And that pissed me off. 'Can't? Hold my beer...', I was thinking for myself.
It didn't happen right away. I finished my work and holiday visa, went to Europe for five weeks and started to work on this afterwards. And was fucking scared. But I made it.

The point?
People, don't settle. Rather short and strong pain, than subtle and never ending.
And mainly, don't tell yourself there's something wrong with you. If you don't like your job, there's nothing wrong with you. There's probably nothing wrong with the job either. It's just not a match.
If you're bored where you are, there's nothing wrong with you. Neither with the place. May be you just need a break.
Are you tempted to go overseas? There's nothing wrong with you. You just like adventure.
And still, I don't support laziness. Kids that finish school, don't do anything and live on pocket money. I don't understand, I would be so embarrassed.

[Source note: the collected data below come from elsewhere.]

//! One replay run: classifier, pointer, sender and link driven frame by frame.

use std::time::Duration;

use anyhow::Context;
use tracing::{debug, info};

use crate::config::BridgeConfig;
use crate::hand::classifier::{GestureClassifier, GestureEvent, GestureKind};
use crate::hand::interpolator::HandPositionInterpolator;
use crate::net::sender::TrackingSender;
use crate::net::udp::UdpLink;
use crate::replay::Replay;

/// What happened in one frame.
#[derive(Debug, Clone, PartialEq)]
pub struct FrameReport {
    /// Zero-based count of frames run so far.
    pub index: u64,
    pub gesture: GestureKind,
    pub events: Vec<GestureEvent>,
    /// Whether the pointer was active after this frame.
    pub pointer_active: bool,
    /// Whether packets were sent this frame.
    pub sent: bool,
}

pub struct BridgeSession {
    pub classifier: GestureClassifier,
    pub interpolator: HandPositionInterpolator,
    pub sender: TrackingSender,
    pub link: UdpLink,
    replay: Replay,
    frame_interval: Duration,
    frames_run: u64,
    max_frames: Option<u64>,
}

impl BridgeSession {
    pub fn new(config: &BridgeConfig, replay: Replay) -> anyhow::Result<Self> {
        let frame_interval = config.frame_interval()?;
        let mut classifier = GestureClassifier::with_config(config.classifier.clone());
        classifier.subscribe(|event| info!(event = event.as_str(), "gesture event"));

        Ok(Self {
            classifier,
            interpolator: HandPositionInterpolator::new(config.interpolator.clone()),
            sender: TrackingSender::new(config.sender.clone()),
            link: UdpLink::new(config.link.server, config.link.local_port),
            replay,
            frame_interval,
            frames_run: 0,
            max_frames: None,
        })
    }

    /// Stop after `max` frames regardless of the replay length.
    pub fn set_max_frames(&mut self, max: Option<u64>) {
        self.max_frames = max;
    }

    pub fn set_looping(&mut self, looping: bool) {
        self.replay.set_looping(looping);
    }

    /// Open the link and begin sending.
    pub fn start_sending(&mut self) -> anyhow::Result<()> {
        self.link.connect().context("failed to open UDP link")?;
        if !self.sender.is_sending() {
            self.sender.start();
        }
        Ok(())
    }

    pub fn frame_interval(&self) -> Duration {
        self.frame_interval
    }

    pub fn frames_run(&self) -> u64 {
        self.frames_run
    }

    /// Run one frame.  `None` once the replay or the frame limit is done.
    pub fn step(&mut self) -> Option<FrameReport> {
        if self.max_frames.is_some_and(|max| self.frames_run >= max) {
            return None;
        }

        // Last and first frames of a recording are not consecutive.
        if self.replay.is_looping() && self.replay.position() >= self.replay.len() {
            debug!(passes = self.replay.passes(), "replay wrapped");
            self.classifier.reset_smoothing();
            self.sender.reset_smoothing();
        }
        let frame = self.replay.next_frame()?.clone();

        if let Some(label) = &frame.handedness {
            self.classifier.set_handedness(label);
        }
        let events = self.classifier.update_from(&frame.landmarks);
        for event in &events {
            self.interpolator.handle_event(event);
        }

        let dt = self.frame_interval.as_secs_f64();
        self.interpolator.sync_from(&self.classifier);
        let pointer_active = self.interpolator.tick(dt as f32);

        for message in self.link.poll_incoming() {
            debug!(message = %message, "message from server");
        }

        let sample = frame.tracking_sample();
        let sent = self
            .sender
            .update(dt * 1000.0, &sample, &self.classifier, &mut self.link);

        let report = FrameReport {
            index: self.frames_run,
            gesture: self.classifier.current_gesture(),
            events,
            pointer_active,
            sent,
        };
        self.frames_run += 1;
        Some(report)
    }

    /// Log final state and close the link.
    pub fn finish(&mut self) {
        info!(
            frames = self.frames_run,
            packets = self.sender.packets_sent(),
            status = %self.classifier.status_sexp(),
            "replay finished"
        );
        if self.sender.is_sending() {
            self.sender.stop();
        }
        self.link.disconnect();
    }
}

#[cfg(test)]
mod tests {
    use super::*;
    use crate::hand::classifier::{neutral_hand, pinch_hand, pointing_hand};
    use crate::replay::{format_frame, ReplayFrame};
    use std::net::UdpSocket;

    fn frame(landmarks: Vec<crate::hand::landmarks::Vec3>) -> ReplayFrame {
        ReplayFrame {
            handedness: Some("Left".to_string()),
            landmarks,
            ..ReplayFrame::default()
        }
    }

    fn recording() -> Replay {
        let mut frames = Vec::new();
        frames.extend((0..4).map(|_| frame(pointing_hand())));
        frames.extend((0..4).map(|_| frame(pinch_hand())));
        frames.push(ReplayFrame::default());
        Replay::new(frames)
    }

    fn quiet_config() -> BridgeConfig {
        let mut config = BridgeConfig::default();
        config.classifier.smoothing_factor = 0.0;
        config
    }

    #[test]
    fn test_runs_to_end_of_replay() {
        let mut session = BridgeSession::new(&quiet_config(), recording()).unwrap();
        let reports: Vec<FrameReport> = std::iter::from_fn(|| session.step()).collect();
        assert_eq!(reports.len(), 9);
        assert_eq!(session.frames_run(), 9);

        let events: Vec<GestureEvent> = reports.iter().flat_map(|r| r.events.clone()).collect();
        assert_eq!(
            events,
            vec![
                GestureEvent::HandDetected,
                GestureEvent::PointingStart,
                GestureEvent::PointingEnd,
                GestureEvent::PinchStart,
                GestureEvent::HandLost,
                GestureEvent::PinchEnd,
            ]
        );
        assert_eq!(reports[2].gesture, GestureKind::Pointing);
        assert_eq!(reports[7].gesture, GestureKind::Pinching);
        assert_eq!(session.classifier.current_gesture(), GestureKind::Neutral);
        assert_eq!(session.classifier.handedness(), "Right");
    }

    #[test]
    fn test_pointer_follows_pointing() {
        let mut session = BridgeSession::new(&quiet_config(), recording()).unwrap();
        let reports: Vec<FrameReport> = std::iter::from_fn(|| session.step()).collect();
        assert!(!reports[1].pointer_active);
        assert!(reports[2].pointer_active);
        assert!(reports[3].pointer_active);
        assert!(!reports[8].pointer_active);
        assert!(!session.interpolator.is_hand_visible());
    }

    #[test]
    fn test_max_frames() {
        let mut session = BridgeSession::new(&quiet_config(), recording()).unwrap();
        session.set_max_frames(Some(3));
        assert_eq!(std::iter::from_fn(|| session.step()).count(), 3);
    }

    #[test]
    fn test_looping_with_limit() {
        let mut session = BridgeSession::new(&quiet_config(), recording()).unwrap();
        session.set_looping(true);
        session.set_max_frames(Some(20));
        assert_eq!(std::iter::from_fn(|| session.step()).count(), 20);
    }

    #[test]
    fn test_wrap_reseeds_smoothing() {
        let frames = vec![frame(pointing_hand()), frame(pinch_hand())];
        let mut session = BridgeSession::new(&BridgeConfig::default(), Replay::new(frames)).unwrap();
        session.set_looping(true);

        session.step().unwrap();
        let first_pass = session.classifier.landmarks().to_vec();
        session.step().unwrap();
        assert_ne!(session.classifier.landmarks(), first_pass.as_slice());

        // Back at frame 0: no blending with the pinch frame.
        session.step().unwrap();
        assert_eq!(session.classifier.landmarks(), first_pass.as_slice());
        assert_eq!(session.replay.passes(), 1);
    }

    #[test]
    fn test_unusable_frame_rate_rejected() {
        let mut config = quiet_config();
        config.frame_rate_hz = 1e-300;
        assert!(BridgeSession::new(&config, recording()).is_err());
    }

    #[test]
    fn test_frame_interval_from_rate() {
        let mut config = quiet_config();
        config.frame_rate_hz = 20.0;
        let session = BridgeSession::new(&config, Replay::new(Vec::new())).unwrap();
        assert_eq!(session.frame_interval(), Duration::from_millis(50));
    }

    #[test]
    fn test_no_packets_without_sending() {
        let mut session = BridgeSession::new(&quiet_config(), recording()).unwrap();
        let reports: Vec<FrameReport> = std::iter::from_fn(|| session.step()).collect();
        assert!(reports.iter().all(|r| !r.sent));
        assert_eq!(session.sender.packets_sent(), 0);
    }

    #[test]
    fn test_streams_packets_to_server() {
        let server = UdpSocket::bind("127.0.0.1:0").unwrap();
        server
            .set_read_timeout(Some(Duration::from_secs(2)))
            .unwrap();

        let mut config = quiet_config();
        config.link.server = server.local_addr().unwrap();
        config.link.local_port = 0;
        config.frame_rate_hz = 10.0;

        let text: String = (0..3)
            .map(|_| format_frame(&frame(neutral_hand())) + "\n")
            .collect();
        let mut session = BridgeSession::new(&config, text.parse().unwrap()).unwrap();
        session.start_sending().unwrap();

        let sent = std::iter::from_fn(|| session.step()).filter(|r| r.sent).count();
        // 100 ms per frame exceeds the 50 ms interval every frame.
        assert_eq!(sent, 3);
        session.finish();

        let mut buf = [0u8; 1024];
        let mut received = Vec::new();
        while let Ok((len, _)) = server.recv_from(&mut buf) {
            let text = String::from_utf8_lossy(&buf[..len]).into_owned();
            let done = text == crate::net::udp::DISCONNECT_MESSAGE;
            received.push(text);
            if done {
                break;
            }
        }

        assert_eq!(received[0], crate::net::udp::CONNECT_MESSAGE);
        assert_eq!(received.iter().filter(|p| p.starts_with("DATA:")).count(), 3);
        assert_eq!(received.iter().filter(|p| p.starts_with("HAND:neutral,Right,")).count(), 3);
        assert_eq!(received.last().map(String::as_str), Some("__DISCONNECT__"));
    }
}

The point isn't waiting for the best job and conditions. The point is to try. Search and think of ideas. To get hurt and learn.
To have full pocket of stories and experience.
Raz budeme všetci starí a budeme ľutovať nevyužité príležitosti. A ak sa bojíte, že nastúpite na cestu, ktorá sa vám nebude páčiť, toho sa báť nemusíte. Viete prečo? Lebo to opäť môžete kedykoľvek zmeniť 🙂
Good luck and have fun!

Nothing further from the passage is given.